今までに経験のない仕事を前にして、さっさと現地に入ればいいものを、
いつもの悪い癖でブッキッシュな逃避癖を発揮して、ここ最近
森や樹に関係する本を読んでばかりいた。

*真保裕一『朽ちた樹々の枝の下で』(講談社文庫)
*猪瀬直樹『日本国の研究』(文春文庫)
*田中淳夫『伐って燃やせば「森は守れる」』(洋泉社)
*石城謙吉『森はよみがえる〜都市林創造の試み〜』(講談社現代新書)
*井上民二『生命の宝庫・熱帯雨林』(NHKライブラリー)
*ディナ・スタベノウ『燃えつきた森』(ハヤカワ文庫HM)
*池澤夏樹『タマリンドの木』(文春文庫)
*エイミー・トムスン『緑の少女(下)』(ハヤカワ文庫SF)

本を読みながら、耳からは超絶ヴォイス・サンプリング・リミックス芸の
ディープ・フォレストのアルバムCD3枚を、取っかえ引っかえ聴いてた。
ヒトの近くの森、ヒトの近づけない森。
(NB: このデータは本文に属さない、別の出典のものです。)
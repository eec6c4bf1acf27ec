//! Receive-side validation: frame sync under offsets, photon channel
//! impairments, and erasure tolerance.

use heliograph_core::channel::{photon_timestamps, PhotonChannelConfig};
use heliograph_core::config::{SessionConfig, SessionParams};
use heliograph_core::decoder::DecoderSession;
use heliograph_core::encoder::encode;
use heliograph_core::errors::{FrameSyncError, HeliographError};
use heliograph_core::logging::LogConfig;
use heliograph_core::ppm::{slot_demap, Detected};

use rand::rngs::StdRng;
use rand::{Rng, SeedableRng};

fn random_bits(len: usize, seed: u64) -> Vec<u8> {
    let mut rng = StdRng::seed_from_u64(seed);
    (0..len).map(|_| rng.gen_range(0..=1u8)).collect()
}

fn session(params: SessionParams) -> DecoderSession {
    DecoderSession::new(params).with_log_config(LogConfig::quiet())
}

#[test]
fn frame_sync_with_symbol_offset() {
    let params = SessionParams::new(SessionConfig::default()).unwrap();
    let payload = random_bits(params.config.code_rate.payload_bits(), 21);
    let frame = encode(&payload, &params);

    // Prepend 37 unrelated symbols ahead of the first CSM.
    let mut rng = StdRng::seed_from_u64(22);
    let mut stream: Vec<Detected> = (0..37)
        .map(|_| Detected::Pulse(rng.gen_range(0..params.ppm_order() as u16)))
        .collect();
    stream.extend(slot_demap(&frame.slot_matrix, &params));

    let mut session = session(params);
    let out = session.decode_symbols(&stream, 0).unwrap();
    assert!(out.report.csm_positions[0].abs_diff(37) <= 1);
    assert_eq!(&out.bits[..payload.len()], &payload[..]);
}

#[test]
fn sync_fails_without_markers() {
    let params = SessionParams::new(SessionConfig::default()).unwrap();
    // Symbol 7 never appears in the 8-PPM marker, so correlation stays flat.
    let stream = vec![Detected::Pulse(7); 4000];
    let mut session = session(params);
    assert!(matches!(
        session.decode_symbols(&stream, 0),
        Err(HeliographError::FrameSync(FrameSyncError::TooFewMarkers { .. }))
    ));
}

#[test]
fn timestamps_round_trip_with_reference() {
    let params = SessionParams::new(SessionConfig::default()).unwrap();
    let payload = random_bits(6000, 31);
    let frame = encode(&payload, &params);

    let mut rng = StdRng::seed_from_u64(32);
    let times = photon_timestamps(
        &frame.slot_matrix,
        &PhotonChannelConfig::noiseless(),
        &params,
        &mut rng,
    );

    let mut session = session(params).with_reference_symbols(frame.symbols.clone());
    let out = session.decode_timestamps(&times, Some(0.0)).unwrap();

    assert_eq!(&out.bits[..payload.len()], &payload[..]);
    assert_eq!(out.report.ber_pre, Some(0.0));
    assert_eq!(out.report.dark_counts, 0);
}

#[test]
fn dark_counts_are_tolerated() {
    let params = SessionParams::new(SessionConfig::default()).unwrap();
    let payload = random_bits(params.config.code_rate.payload_bits(), 41);
    let frame = encode(&payload, &params);

    let channel = PhotonChannelConfig {
        signal_photons: 3.0,
        background_photons: 0.01,
        jitter_sigma: 0.02,
        clock_skew: 1.0,
        deterministic_signal: false,
    };
    let mut rng = StdRng::seed_from_u64(42);
    let times = photon_timestamps(&frame.slot_matrix, &channel, &params, &mut rng);

    let mut session = session(params);
    let out = session.decode_timestamps(&times, Some(0.0)).unwrap();

    assert!(out.report.dark_counts > 0);
    assert!(
        out.report.uncorrectable_codewords.is_empty(),
        "uncorrectable: {:?}",
        out.report.uncorrectable_codewords
    );
    assert_eq!(&out.bits[..payload.len()], &payload[..]);
}

#[test]
fn erasures_are_tolerated() {
    let params = SessionParams::new(SessionConfig::default()).unwrap();
    let payload = random_bits(params.config.code_rate.payload_bits(), 51);
    let frame = encode(&payload, &params);

    // Erase 10% of the received rows, CSM regions included.
    let mut stream = slot_demap(&frame.slot_matrix, &params);
    let mut rng = StdRng::seed_from_u64(52);
    for d in stream.iter_mut() {
        if rng.gen::<f64>() < 0.10 {
            *d = Detected::Erasure;
        }
    }

    let mut session = session(params);
    let out = session.decode_symbols(&stream, 0).unwrap();
    assert!(
        out.report.uncorrectable_codewords.is_empty(),
        "uncorrectable: {:?}",
        out.report.uncorrectable_codewords
    );
    assert_eq!(&out.bits[..payload.len()], &payload[..]);
}

#[test]
fn turbo_iterations_grow_under_impairment() {
    // Clean decode needs one iteration; erasures should need at least as
    // many, and the mean info-LLR history is exposed per codeword.
    let params = SessionParams::new(SessionConfig::default()).unwrap();
    let payload = random_bits(2000, 61);
    let frame = encode(&payload, &params);

    let mut stream = slot_demap(&frame.slot_matrix, &params);
    let mut rng = StdRng::seed_from_u64(62);
    for d in stream.iter_mut() {
        if rng.gen::<f64>() < 0.10 {
            *d = Detected::Erasure;
        }
    }

    let mut session = session(params);
    let out = session.decode_symbols(&stream, 0).unwrap();
    let max_iters = out.report.iterations_used.iter().copied().max().unwrap();
    assert!(max_iters >= 1);
    assert_eq!(&out.bits[..payload.len()], &payload[..]);
}
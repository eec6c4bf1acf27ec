use criterion::{black_box, criterion_group, criterion_main, BenchmarkId, Criterion};
use heliograph_core::config::{CodeRate, SessionConfig, SessionParams};
use heliograph_core::encoder::encode;
use heliograph_core::interleaver::bit_interleave;
use heliograph_core::randomizer::randomize_bits;
use heliograph_core::trellis::{convolutional_encode, puncture, OuterTrellis};

fn benchmark_full_encode(c: &mut Criterion) {
    let params = SessionParams::new(SessionConfig::default()).unwrap();
    let payload: Vec<u8> = (0..params.config.code_rate.payload_bits())
        .map(|i| ((i * 31 + 5) % 2) as u8)
        .collect();

    c.bench_function("encode_single_codeword", |b| {
        b.iter(|| encode(black_box(&payload), black_box(&params)))
    });

    let long_payload: Vec<u8> = payload.iter().cycle().take(payload.len() * 8).copied().collect();
    c.bench_function("encode_eight_codewords", |b| {
        b.iter(|| encode(black_box(&long_payload), black_box(&params)))
    });
}

fn benchmark_encode_stages(c: &mut Criterion) {
    let trellis = OuterTrellis::new();
    let info = vec![1u8; CodeRate::TwoThirds.information_block_bits()];

    c.bench_function("outer_convolutional_encode", |b| {
        b.iter(|| convolutional_encode(black_box(&trellis), black_box(&info)))
    });

    let mother = convolutional_encode(&trellis, &info);
    c.bench_function("puncture_rate_two_thirds", |b| {
        b.iter(|| puncture(black_box(&mother), CodeRate::TwoThirds))
    });

    let coded = puncture(&mother, CodeRate::TwoThirds);
    c.bench_function("randomize_codeword", |b| {
        b.iter(|| {
            let mut bits = coded.clone();
            randomize_bits(&mut bits);
            bits
        })
    });

    c.bench_function("bit_interleave_codeword", |b| {
        b.iter(|| bit_interleave(black_box(&coded), 3))
    });
}

fn benchmark_encode_orders(c: &mut Criterion) {
    let mut group = c.benchmark_group("encode_by_ppm_order");
    for (order, b_interleaver) in [(4usize, 3780usize), (8, 2520), (16, 1890), (64, 2520)] {
        let params = SessionParams::new(SessionConfig {
            ppm_order: order,
            b_interleaver,
            ..SessionConfig::default()
        })
        .unwrap();
        let payload: Vec<u8> = (0..4096).map(|i| (i % 2) as u8).collect();
        group.bench_with_input(BenchmarkId::from_parameter(order), &params, |b, params| {
            b.iter(|| encode(black_box(&payload), params))
        });
    }
    group.finish();
}

criterion_group!(
    benches,
    benchmark_full_encode,
    benchmark_encode_stages,
    benchmark_encode_orders
);
criterion_main!(benches);
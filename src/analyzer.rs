//! One analysis run over a set of tournament pages
//!
//! Pages are processed strictly one after another. A page that fails to load
//! is logged and skipped; it adds nothing to the counts or to the number of
//! decklists. Only one run may be in flight per analyzer.

use crate::aggregate::AggregationStore;
use crate::decklist::{self, PageExtract};
use crate::discovery::discover_tournament_links;
use crate::error::{AnalyzerError, Result};
use crate::fetch::PageSource;
use crate::model::AnalysisReport;
use crate::stats;
use std::sync::atomic::{AtomicBool, Ordering};
use std::thread;
use std::time::Duration;

/// Reported after each page of a run
#[derive(Debug, Clone)]
pub struct Progress<'a> {
    pub processed: usize,
    pub total: usize,
    pub url: &'a str,
    pub failed: bool,
}

/// Held for the duration of a run; releases the analyzer when dropped
pub struct RunGuard<'a> {
    running: &'a AtomicBool,
}

impl Drop for RunGuard<'_> {
    fn drop(&mut self) {
        self.running.store(false, Ordering::Release);
    }
}

pub struct Analyzer<S: PageSource> {
    source: S,
    delay: Duration,
    running: AtomicBool,
}

impl<S: PageSource> Analyzer<S> {
    pub fn new(source: S) -> Self {
        Self {
            source,
            delay: Duration::ZERO,
            running: AtomicBool::new(false),
        }
    }

    /// Pause between page fetches
    pub fn with_delay(mut self, delay: Duration) -> Self {
        self.delay = delay;
        self
    }

    pub fn source(&self) -> &S {
        &self.source
    }

    pub fn is_running(&self) -> bool {
        self.running.load(Ordering::Acquire)
    }

    /// Claim the analyzer for a run, failing if one is already in flight
    pub fn begin_run(&self) -> Result<RunGuard<'_>> {
        if self.running.swap(true, Ordering::AcqRel) {
            return Err(AnalyzerError::RunInProgress);
        }
        Ok(RunGuard {
            running: &self.running,
        })
    }

    /// Fetch and extract one page. Failures are logged and yield `None`.
    pub fn parse_tournament_page(&self, url: &str) -> Option<PageExtract> {
        log::info!("Parsing page: {}", url);
        match self.source.fetch(url) {
            Ok(html) => Some(decklist::extract(&html)),
            Err(e) => {
                log::error!("Error parsing {}: {}", url, e);
                None
            }
        }
    }

    /// Analyze the given tournament pages into a fresh report
    pub fn analyze<F>(&self, urls: &[String], on_progress: F) -> Result<AnalysisReport>
    where
        F: FnMut(&Progress),
    {
        let _guard = self.begin_run()?;
        self.run(urls, on_progress)
    }

    /// Discover tournament links on a listing page, append `extra_urls`, then
    /// analyze them all. The listing fetch happens inside the run.
    pub fn analyze_listing<F>(
        &self,
        listing_url: &str,
        base_url: &str,
        extra_urls: &[String],
        on_progress: F,
    ) -> Result<AnalysisReport>
    where
        F: FnMut(&Progress),
    {
        let _guard = self.begin_run()?;

        log::info!("Finding tournaments on {}", listing_url);
        let html = self.source.fetch(listing_url)?;
        let mut urls = discover_tournament_links(&html, base_url)?;
        log::debug!("Found {} tournament link(s) on {}", urls.len(), listing_url);
        urls.extend_from_slice(extra_urls);

        self.run(&urls, on_progress)
    }

    fn run<F>(&self, urls: &[String], mut on_progress: F) -> Result<AnalysisReport>
    where
        F: FnMut(&Progress),
    {
        if urls.is_empty() {
            return Err(AnalyzerError::NoTournaments);
        }

        log::info!("Analyzing {} tournament(s)", urls.len());

        let mut store = AggregationStore::new();
        let mut failed = 0;

        for (i, url) in urls.iter().enumerate() {
            if i > 0 && !self.delay.is_zero() {
                thread::sleep(self.delay);
            }

            let page = self.parse_tournament_page(url);
            match &page {
                Some(page) => store.add_page(page),
                None => failed += 1,
            }

            on_progress(&Progress {
                processed: i + 1,
                total: urls.len(),
                url: url.as_str(),
                failed: page.is_none(),
            });
        }

        let mut report = stats::summarize(&store);
        report.pages_analyzed = urls.len() - failed;
        report.pages_failed = failed;

        log::info!(
            "Analysis complete: {} tournament(s) analyzed, {} failed",
            report.pages_analyzed,
            report.pages_failed
        );
        Ok(report)
    }
}
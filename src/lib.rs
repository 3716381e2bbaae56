pub mod aggregate;
pub mod analyzer;
pub mod availability;
pub mod decklist;
pub mod discovery;
pub mod error;
pub mod export;
pub mod fetch;
pub mod layout;
pub mod matchups;
pub mod meta;
pub mod model;
pub mod settings;
pub mod stats;
pub mod xlsx;

pub use error::{AnalyzerError, Result};
pub use model::*;
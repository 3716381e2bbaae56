//! Card line parsing
//!
//! A card line is a quantity followed by a name, optionally carrying the
//! printing it was taken from, either as a trailing "(SET-NUM)" or as a bare
//! "SET NUM" suffix:
//!
//! ```text
//! 4 Dreepy (TWM-128)
//! 4 Iono PAL 185
//! 2 Boss's Orders
//! ```
//!
//! Printings are stripped from the canonical name so that different prints of
//! one card aggregate together. The bare suffix rule is a heuristic: a card
//! whose real name ends in an uppercase word followed by a number is
//! shortened too.

use crate::model::{CardEntry, DEFAULT_CATEGORY};
use lazy_static::lazy_static;
use regex::Regex;

lazy_static! {
    static ref ENTRY_LINE: Regex = Regex::new(r"^([0-9]+)\s+(.+?)(?:\s*\([^)]+\))?$").unwrap();
    static ref SET_SUFFIX: Regex = Regex::new(r"\s+[A-Z]{2,}\s+[0-9]+\s*$").unwrap();
    static ref LEADING_QUANTITY: Regex = Regex::new(r"^[0-9]+\s+").unwrap();
}

/// Parse one card line. Returns `None` when the line is not a card entry.
///
/// The returned entry is filed under the default category with no link;
/// callers tag it with the enclosing block's category.
pub fn parse_entry(raw: &str) -> Option<CardEntry> {
    let text = raw.trim();
    let caps = ENTRY_LINE.captures(text)?;

    let quantity: u32 = caps[1].parse().ok()?;
    if quantity == 0 {
        return None;
    }

    let card_name = canonical_name(caps[2].trim());
    let full_name = LEADING_QUANTITY.replace(text, "").into_owned();

    Some(CardEntry {
        raw_text: text.to_string(),
        quantity,
        card_name,
        full_name,
        category: DEFAULT_CATEGORY.to_string(),
        href: None,
    })
}

/// Strip a trailing "SET NUM" printing from a name
pub fn canonical_name(name: &str) -> String {
    SET_SUFFIX.replace(name, "").trim().to_string()
}

#[cfg(test)]
mod tests {
    use super::*;

    #[test]
    fn test_parenthesized_printing() {
        let entry = parse_entry("4 Dreepy (TWM-128)").unwrap();
        assert_eq!(entry.quantity, 4);
        assert_eq!(entry.card_name, "Dreepy");
        assert_eq!(entry.full_name, "Dreepy (TWM-128)");
        assert_eq!(entry.category, DEFAULT_CATEGORY);
    }

    #[test]
    fn test_bare_set_suffix() {
        let entry = parse_entry("4 Iono PAL 185").unwrap();
        assert_eq!(entry.quantity, 4);
        assert_eq!(entry.card_name, "Iono");
        assert_eq!(entry.full_name, "Iono PAL 185");
    }

    #[test]
    fn test_printings_share_a_name() {
        let a = parse_entry("4 Iono PAL 185").unwrap();
        let b = parse_entry("2 Iono TEF 201").unwrap();
        assert_eq!(a.card_name, b.card_name);
        assert_ne!(a.full_name, b.full_name);
    }

    #[test]
    fn test_plain_name() {
        let entry = parse_entry("  2 Boss's Orders ").unwrap();
        assert_eq!(entry.quantity, 2);
        assert_eq!(entry.card_name, "Boss's Orders");
        assert_eq!(entry.full_name, "Boss's Orders");
        assert_eq!(entry.raw_text, "2 Boss's Orders");
    }

    #[test]
    fn test_multi_word_name_with_printing() {
        let entry = parse_entry("3 Dragapult ex TWM 130").unwrap();
        assert_eq!(entry.card_name, "Dragapult ex");
        assert_eq!(entry.full_name, "Dragapult ex TWM 130");
    }

    #[test]
    fn test_not_a_card_line() {
        assert!(parse_entry("not a card line").is_none());
        assert!(parse_entry("").is_none());
        assert!(parse_entry("4").is_none());
        assert!(parse_entry("4x Iono").is_none());
    }

    #[test]
    fn test_zero_quantity_rejected() {
        assert!(parse_entry("0 Iono").is_none());
    }

    #[test]
    fn test_single_letter_suffix_kept() {
        // Only two or more uppercase letters count as a set code
        assert_eq!(canonical_name("Unown V 12"), "Unown V 12");
        assert_eq!(canonical_name("Unown VS 12"), "Unown");
    }
}
use anyhow::{Context, Result};
use chrono::Local;
use clap::{Parser, Subcommand, ValueEnum};
use std::io;
use std::path::{Path, PathBuf};
use std::time::Duration;

use decklist_stats::analyzer::{Analyzer, Progress};
use decklist_stats::availability;
use decklist_stats::discovery::DEFAULT_BASE_URL;
use decklist_stats::export;
use decklist_stats::fetch::{HttpPageSource, PageSource};
use decklist_stats::layout::DEFAULT_COLUMNS;
use decklist_stats::matchups::{self, DEFAULT_MIN_MATCHES};
use decklist_stats::meta;
use decklist_stats::settings::{is_enabled, JsonSettings, Module};
use decklist_stats::xlsx;
use decklist_stats::{AnalysisReport, AnalyzerError};

#[derive(Parser)]
#[command(name = "decklist-stats")]
#[command(about = "Aggregate card usage across tournament decklists", long_about = None)]
struct Cli {
    /// JSON file with module toggles
    #[arg(long, global = true, env = "DECKLIST_STATS_SETTINGS")]
    settings: Option<PathBuf>,

    #[command(subcommand)]
    command: Commands,
}

#[derive(Clone, Copy, ValueEnum)]
enum OutputFormat {
    Text,
    Json,
    Csv,
    Xlsx,
}

#[derive(Subcommand)]
enum Commands {
    /// Analyze decklists from tournament pages
    Analyze {
        /// Page listing tournaments (e.g. a player's page); its decklist links are analyzed
        #[arg(long)]
        listing: Option<String>,

        /// Tournament decklist page to analyze (repeatable)
        #[arg(long = "url")]
        urls: Vec<String>,

        /// Base URL for resolving relative tournament links
        #[arg(long, default_value = DEFAULT_BASE_URL)]
        base_url: String,

        /// Number of columns for the text layout
        #[arg(long, default_value_t = DEFAULT_COLUMNS)]
        columns: usize,

        /// Output format
        #[arg(short, long, value_enum, default_value = "text")]
        format: OutputFormat,

        /// Output file (stdout when omitted; required for xlsx)
        #[arg(short, long)]
        output: Option<PathBuf>,

        /// Delay between page requests in milliseconds
        #[arg(long, default_value = "200")]
        delay_ms: u64,

        /// Only print the inferred decklist as plain text
        #[arg(long)]
        decklist_only: bool,
    },

    /// Show deck shares from a meta overview page
    Meta {
        /// Page containing the meta table
        url: String,
    },

    /// List matchups with at least a minimum number of matches
    Matchups {
        /// Page containing the matchup table
        url: String,

        /// Minimum matches for a row to be shown
        #[arg(long, default_value_t = DEFAULT_MIN_MATCHES)]
        min_matches: f64,
    },

    /// Check scheduled rows against the weekly availability in the settings file
    Availability {
        /// Page containing a table of dated rows
        url: String,
    },
}

fn main() -> Result<()> {
    env_logger::init();

    let cli = Cli::parse();

    let settings = match &cli.settings {
        Some(path) => JsonSettings::load(path)
            .with_context(|| format!("Failed to read settings from {}", path.display()))?,
        None => JsonSettings::default(),
    };

    let module = match cli.command {
        Commands::Analyze { .. } => Module::TournamentAnalyzer,
        Commands::Meta { .. } => Module::MetaShare,
        Commands::Matchups { .. } => Module::MatchThreshold,
        Commands::Availability { .. } => Module::AvailabilityHighlighter,
    };
    if !is_enabled(&settings, module) {
        log::info!("{} disabled in settings", module);
        println!("{} is disabled", module);
        return Ok(());
    }

    match cli.command {
        Commands::Analyze {
            listing,
            urls,
            base_url,
            columns,
            format,
            output,
            delay_ms,
            decklist_only,
        } => {
            let source = HttpPageSource::new().context("Failed to create HTTP client")?;
            let analyzer = Analyzer::new(source).with_delay(Duration::from_millis(delay_ms));

            let report = match run_analysis(&analyzer, listing.as_deref(), urls, &base_url) {
                Ok(report) => report,
                Err(AnalyzerError::NoTournaments) => {
                    println!("No tournaments found");
                    return Ok(());
                }
                Err(e) => return Err(e).context("Analysis failed"),
            };

            if decklist_only {
                print!("{}", export::decklist_text(&report.auto_decklist));
            } else {
                write_report(&report, format, output.as_deref(), columns)?;
            }
        }
        Commands::Meta { url } => {
            let html = fetch_page(&url)?;
            let shares = meta::parse_meta_share(&html);
            if shares.is_empty() {
                println!("No valid data found in meta table");
            }
            for share in shares {
                println!("{:<40} {:>6.2}%", share.deck, share.share * 100.0);
            }
        }
        Commands::Matchups { url, min_matches } => {
            let html = fetch_page(&url)?;
            for table in matchups::filter_matchups(&html, min_matches) {
                println!("{}", table.header.join(" | "));
                for row in &table.rows {
                    println!("{}", row.cells.join(" | "));
                }
                println!("({} row(s) below {} matches hidden)", table.hidden, min_matches);
                println!();
            }
        }
        Commands::Availability { url } => {
            let config = settings
                .availability()
                .context("Invalid availability configuration")?;
            let html = fetch_page(&url)?;
            let rows = availability::highlight_rows(&html, &config, &Local);
            if rows.is_empty() {
                println!("No dated rows found");
            }
            for row in rows {
                let mark = if row.in_range { "available" } else { "unavailable" };
                println!("{:<12} {}", mark, row.labelled_date());
            }
        }
    }

    Ok(())
}

fn fetch_page(url: &str) -> Result<String> {
    let source = HttpPageSource::new().context("Failed to create HTTP client")?;
    source
        .fetch(url)
        .with_context(|| format!("Failed to fetch {}", url))
}

fn run_analysis(
    analyzer: &Analyzer<HttpPageSource>,
    listing: Option<&str>,
    urls: Vec<String>,
    base_url: &str,
) -> decklist_stats::Result<AnalysisReport> {
    match listing {
        Some(listing_url) => {
            println!("Finding tournaments on: {}", listing_url);
            analyzer.analyze_listing(listing_url, base_url, &urls, print_progress)
        }
        None => analyzer.analyze(&urls, print_progress),
    }
}

fn print_progress(p: &Progress) {
    let status = if p.failed { " (failed)" } else { "" };
    eprint!("\rAnalyzed {}/{} tournaments...{}", p.processed, p.total, status);
    if p.processed == p.total {
        eprintln!();
    }
}

fn write_report(
    report: &AnalysisReport,
    format: OutputFormat,
    output: Option<&Path>,
    columns: usize,
) -> Result<()> {
    match (format, output) {
        (OutputFormat::Xlsx, Some(path)) => {
            println!("Writing Excel file: {}", path.display());
            xlsx::write_report_to_xlsx(report, path).context("Failed to write Excel file")?;
        }
        (OutputFormat::Xlsx, None) => {
            anyhow::bail!("xlsx output requires --output");
        }
        (OutputFormat::Csv, Some(path)) => {
            export::write_csv_file(report, path).context("Failed to write CSV file")?;
        }
        (OutputFormat::Csv, None) => {
            export::write_csv(report, io::stdout().lock()).context("Failed to write CSV")?;
        }
        (OutputFormat::Json, Some(path)) => {
            let file = std::fs::File::create(path).context("Failed to create output file")?;
            export::write_json(report, file).context("Failed to write JSON")?;
        }
        (OutputFormat::Json, None) => {
            export::write_json(report, io::stdout().lock()).context("Failed to write JSON")?;
            println!();
        }
        (OutputFormat::Text, output) => {
            let text = export::render_text_report(report, columns);
            match output {
                Some(path) => std::fs::write(path, text).context("Failed to write report")?,
                None => print!("{}", text),
            }
        }
    }

    Ok(())
}
pub mod writer;

pub use writer::write_report_to_xlsx;
//! Presence percentages and the inferred staple decklist

use crate::aggregate::AggregationStore;
use crate::model::{AnalysisReport, CardDisplayRow, CardRecord, CategoryRows};

/// A quantity must be played by more than this share of decklists
/// to make the auto decklist
pub const AUTO_DECKLIST_THRESHOLD: f64 = 50.0;

/// Share of decklists, in percent. Zero when there are no decklists.
pub fn presence_percentage(count: u32, total_decklists: u32) -> f64 {
    if total_decklists == 0 {
        0.0
    } else {
        count as f64 * 100.0 / total_decklists as f64
    }
}

/// The quantity played by a strict majority of decklists, with its percentage.
///
/// When several quantities clear the threshold the highest percentage wins;
/// equal percentages keep the smaller quantity.
pub fn majority_quantity(record: &CardRecord, total_decklists: u32) -> Option<(u32, f64)> {
    let mut best: Option<(u32, f64)> = None;

    for (&quantity, &count) in &record.quantities {
        let percentage = presence_percentage(count, total_decklists);
        if percentage <= AUTO_DECKLIST_THRESHOLD {
            continue;
        }
        if best.map_or(true, |(_, best_pct)| percentage > best_pct) {
            best = Some((quantity, percentage));
        }
    }

    best
}

fn display_row(record: &CardRecord, quantity: u32, count: u32, total_decklists: u32) -> CardDisplayRow {
    CardDisplayRow {
        card_name: record.card_name.clone(),
        display_name: record.full_name.clone(),
        quantity,
        count,
        percentage: presence_percentage(count, total_decklists),
        href: record.href.clone(),
    }
}

/// One row per (card, quantity), grouped by category.
/// Cards are sorted by name, quantities from highest to lowest.
pub fn usage_by_category(store: &AggregationStore) -> CategoryRows {
    let mut rows = CategoryRows::new();

    // records iterate in name order
    for record in store.records.values() {
        let category_rows = rows.entry(record.category.clone()).or_default();
        for (&quantity, &count) in record.quantities.iter().rev() {
            category_rows.push(display_row(record, quantity, count, store.total_decklists));
        }
    }

    rows
}

/// Cards with a majority quantity, grouped by category and sorted by name
pub fn auto_decklist(store: &AggregationStore) -> CategoryRows {
    let mut rows = CategoryRows::new();

    for record in store.records.values() {
        if let Some((quantity, _)) = majority_quantity(record, store.total_decklists) {
            let count = record.quantities[&quantity];
            rows.entry(record.category.clone())
                .or_default()
                .push(display_row(record, quantity, count, store.total_decklists));
        }
    }

    for category_rows in rows.values_mut() {
        category_rows.sort_by(|a, b| {
            name_order_key(&a.card_name)
                .cmp(&name_order_key(&b.card_name))
                .then_with(|| a.card_name.cmp(&b.card_name))
        });
    }

    rows
}

/// Case-insensitive ordering key for card names
fn name_order_key(name: &str) -> String {
    name.to_lowercase()
}

/// Derive the full report from a finished run
pub fn summarize(store: &AggregationStore) -> AnalysisReport {
    let report = AnalysisReport {
        by_category: usage_by_category(store),
        auto_decklist: auto_decklist(store),
        total_decklists: store.total_decklists,
        tournament_counts: store.tournament_counts.clone(),
        pages_analyzed: 0,
        pages_failed: 0,
    };

    log::info!(
        "Summarized {} cards over {} decklists, auto decklist has {} cards",
        store.len(),
        store.total_decklists,
        report.auto_decklist_size()
    );
    report
}
//! Balancing category blocks across display columns

use crate::model::CategoryBlock;

/// Column count for the usage summary
pub const DEFAULT_COLUMNS: usize = 3;

/// Spread blocks over `column_count` columns, largest block first, each into
/// the currently shortest column (lowest index on ties).
///
/// This is a greedy approximation, not optimal packing. Blocks with equal
/// line counts keep their input order, so the result is deterministic for a
/// given input. A column count of zero is treated as one.
pub fn distribute(blocks: Vec<CategoryBlock>, column_count: usize) -> Vec<Vec<CategoryBlock>> {
    let column_count = column_count.max(1);
    let mut columns: Vec<Vec<CategoryBlock>> = (0..column_count).map(|_| Vec::new()).collect();
    let mut totals = vec![0usize; column_count];

    let mut sorted = blocks;
    // stable sort keeps input order between equal blocks
    sorted.sort_by(|a, b| b.line_count.cmp(&a.line_count));

    for block in sorted {
        let target = shortest_column(&totals);
        totals[target] += block.line_count;
        columns[target].push(block);
    }

    columns
}

fn shortest_column(totals: &[usize]) -> usize {
    let mut best = 0;
    for (i, &total) in totals.iter().enumerate().skip(1) {
        if total < totals[best] {
            best = i;
        }
    }
    best
}

/// Line count of each column
pub fn column_heights(columns: &[Vec<CategoryBlock>]) -> Vec<usize> {
    columns
        .iter()
        .map(|column| column.iter().map(|b| b.line_count).sum())
        .collect()
}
世界中に広がる森。
地球の生命が陸上に上がってからの記憶を集積し、昆虫と花と果実と
サルを内包している森。『風の谷のナウシカ』劇画版の元ネタ(?)
とも言われる山田正紀『宝石泥棒』(ハルキ文庫)に描かれた、
魑魅魍魎が跳梁跋扈(すんなり変換できるナ 笑)している神話的な
森の世界。

ヒトは森から出てきたサルの一派らしい。それでも森を必要としている。

・・暖かな日差しが消え残った雪を溶かし、クマザサの下生えが露出する春の
北海道の山。乾いたクマザサを格好の休憩用シートにして昼食を摂る。
同行の柴犬のポチとコジローがエサをねだるように右往左往している。
クマザサに寝転んで空を見上げる、なんてベタなことをついやってしまう。

腹ごしらえを済ませて、いよいよクマの穴に近づく。
もちろん研究者の方が下見にも来て確認しているので危険はないはず。
ところが、あと30mのところまで来て二頭の柴犬の様子が変わった。
さっきまではしゃいで走り回っていたのに、ポチが急に前に進まなくなる。
前足を雪に踏ん張って、主人が引っ張っても動かない。

急に不安になる。クマが戻ってきているのではないか?
Wさんが、クマに着けてある発信機からの電波を確認するためアンテナを向けるが、
やはり反応はない。大丈夫。犬はクマの残り香に反応したらしい。
不安がる犬たちを連れて、僕たちはそこに近づいた。

倒木の根っこの下をほぼ垂直に掘り込んだような場所に穴はあった。
数日前までそこで雄のヒグマが冬を越していた場所。その確実な痕跡は、
北海道に野生のヒグマが生きていることをはじめて実感させてくれた。
ものめずらしい野次馬の僕は、中の大きさの計測などが終わったあと
穴に潜らせてもらった。
入り口は狭くなっているが、すぐに横に広い空間がひろがっている。
しゃがんだ姿勢なら大人が二人入れるくらい。

一人で穴の中で、じっとしてみる。
秋にドングリをたらふく食べたあと、ここを掘って中に潜り込んで冬を越す。
穴の上を雪が被って、また雪が少なくなるまで待つ。
そうしていくつもの季節を過ごす。
なんだ、ヒトと同じじゃないか。
南国のヒトと北のヒトよりも、
ここのヒグマとの方が近い気分を共有できるかもしれない。
進化史上もクマはヒトの「隣人」らしいし。

・・・ヤア、ヤット春ガ来タネ!今年モ美味シイ山菜ガ食ベラレルヨ。